The Apprentice; satire, Canada / Denmark / Ireland / USA, 2024; D: Ali Abbasi, S: Sebastin Stan, Jeremy Strong, Maria Bakalova, Martin Donovan, Charlie Carrick, Catherine McNally
New York City, 1 9 7 0s. Rent collector Donald Trump meets lawyer Roy Cohn and persuades him to represent his family in a lawsuit filled by the federal government that alleges his father Fred Trump discriminates against Black people by renting mostly to White tenants. Cohn blackmails an official to make the lawsuit go away. Trump wants to re-build the Commodore into Hyatt hotel on East 42nd Street, and Cohn is able to blackmail officials into giving him a tax abatement, thereby making the investment profitable. Cohn mentors Trump that he needs to be willing to do "anything to anyone" to be a success. Trump marries Czech model Ivana and builds the Trump Tower, gaining a fortune. With time, Trump falls out with Cohn, dismissing him as a loser. Cohn dies of AIDS. Trump hires a writer to write a book, "The Art of the Deal".

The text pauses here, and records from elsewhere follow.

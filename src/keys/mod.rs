//! Managed API credentials and the ranked key selector.
//!
//! Credentials live in the external key-value store and carry a status and
//! an access scope: a key listing user ids is dedicated to those users, a
//! key with an empty list is shared by everyone. Selection walks three
//! tiers (dedicated, shared picked at random to spread load, then the
//! process-level fallback), skipping invalid and excluded keys.

pub mod store;

use std::collections::HashSet;

use rand::seq::SliceRandom;
use serde::{Deserialize, Serialize};

/// Lifecycle status of a managed credential.
#[derive(Debug, Clone, Copy, Serialize, Deserialize, PartialEq, Eq)]
#[serde(rename_all = "UPPERCASE")]
pub enum KeyStatus {
    Valid,
    Invalid,
    Untested,
}

impl Default for KeyStatus {
    fn default() -> Self {
        Self::Untested
    }
}

/// A credential record as persisted in the store.
#[derive(Debug, Clone, Serialize, Deserialize)]
#[serde(rename_all = "camelCase")]
pub struct ManagedKey {
    pub id: String,
    pub name: String,
    /// The opaque credential string presented to the API
    pub key: String,
    #[serde(default)]
    pub status: KeyStatus,
    #[serde(default)]
    pub usage_count: u64,
    #[serde(default)]
    pub is_trial_key: bool,
    /// User ids allowed to use this key. Empty means shared.
    #[serde(default)]
    pub allowed_user_ids: Vec<String>,
}

impl ManagedKey {
    fn usable(&self) -> bool {
        self.status != KeyStatus::Invalid && !self.key.trim().is_empty()
    }
}

/// Snapshot of the credential pool for one generation request.
///
/// Loaded fresh per request so an INVALID status is never cached beyond a
/// single call.
#[derive(Debug, Clone)]
pub struct KeyPool {
    keys: Vec<ManagedKey>,
    user_id: Option<String>,
    fallback_key: String,
}

impl KeyPool {
    pub fn new(keys: Vec<ManagedKey>, user_id: Option<String>, fallback_key: String) -> Self {
        Self {
            keys,
            user_id,
            fallback_key,
        }
    }

    /// Select a credential, skipping everything in `excluded`.
    ///
    /// Tier order: a key dedicated to the current user, then a shared key
    /// chosen uniformly at random, then the process fallback. `None` means
    /// no credential is available at any tier, a fatal precondition for
    /// the request rather than something to retry.
    pub fn select(&self, excluded: &HashSet<String>) -> Option<String> {
        if let Some(user_id) = &self.user_id {
            let dedicated = self.keys.iter().find(|k| {
                k.usable()
                    && k.allowed_user_ids.iter().any(|uid| uid == user_id)
                    && !excluded.contains(&k.key)
            });
            if let Some(key) = dedicated {
                return Some(key.key.clone());
            }
        }

        let shared: Vec<&ManagedKey> = self
            .keys
            .iter()
            .filter(|k| k.usable() && k.allowed_user_ids.is_empty() && !excluded.contains(&k.key))
            .collect();
        if let Some(key) = shared.choose(&mut rand::thread_rng()) {
            return Some(key.key.clone());
        }

        let fallback = self.fallback_key.trim();
        if !fallback.is_empty() && !excluded.contains(fallback) {
            return Some(fallback.to_string());
        }

        None
    }

    /// Flip the local status of a credential to INVALID so it is never
    /// selected again within this request. The durable status lives in the
    /// store and is updated separately.
    pub fn mark_invalid(&mut self, key: &str) {
        for managed in self.keys.iter_mut() {
            if managed.key == key {
                managed.status = KeyStatus::Invalid;
            }
        }
    }

    pub fn is_empty(&self) -> bool {
        self.keys.is_empty() && self.fallback_key.trim().is_empty()
    }
}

A biopic on the early days of the Razzie Award Winner for Worst Supporting Actor Donald Trump, "The Apprentice" is a dark satire on abandoning any scruples and doing anything for success. The director Ali Abbasi directs the movie conventionally, but efficiently, with no empty walk, presenting the first half in an objective, restrained way, almost with a human dimension, showing Trump as insecure, humble and struggling, while the second half becomes its exact opposite, a clinical, cynical depiction of a cold Trump-businessman whose only goal is to earn more and more money. "The Apprentice" is an 'origin story' in which the ruthless lawyer Roy Cohn is depicted mentoring a young Trump into becoming ruthless to succeed, giving a philosophy where victory and success are the meaning of life. He will sell his soul for success, but doesn't realize what kind of a system he is invoking—an economy based on endless cruelty. Jeremy Strong gives an excellent and energetic performance as Cohn, while Sebastian Stan also delivers a very good performance, but he does not physically resemble Trump that much, and his voice is not that close to Trump's voice. Maria Bakalova is also powerful as Trump's first wife, Ivana.
"The Apprentice" starts with a sly archive footage of former US President Richard Nixon holding a speech: "I've made my mistakes, but in all my years in public life, I have never profited from public service... And in all my years of public life, I've never obstructed justice... I welcome this kind of examination. Because people have got to know whether or not their President is a crook". In one sequence, as Trump visits Cohn's apartment, he observes photos in which Cohn is seen with many famous people, so they have this exchange: "How do you mix with all these people?" - "Everybody wants to suck a winner's cock". In another sequence, after blackmailing an official with photos of his gay relationship, and ordering him to make a lawsuit "go away", Cohn says to Trump: "You played sports? They probably taught you to play the ball, not the man. But you see, in reality, it's the total opposite. You play the man, not the ball... This is a nation of men, not laws. There is no right and wrong. There is no morality. There is no truth with a capital T. It's a construct, it's a fiction, it's man-made. None of it matters except winning. That's it." A sobering, nihilistic and sharp psychological analysis of the mentality of success under any cost, and the interwoven link between capitalism, blackmail, bribery and corruption—as well as success being used for therapy for some people's personal neurosis—but the ending feels incomplete and abrupt, failing to bring a more articulated point in the final scene.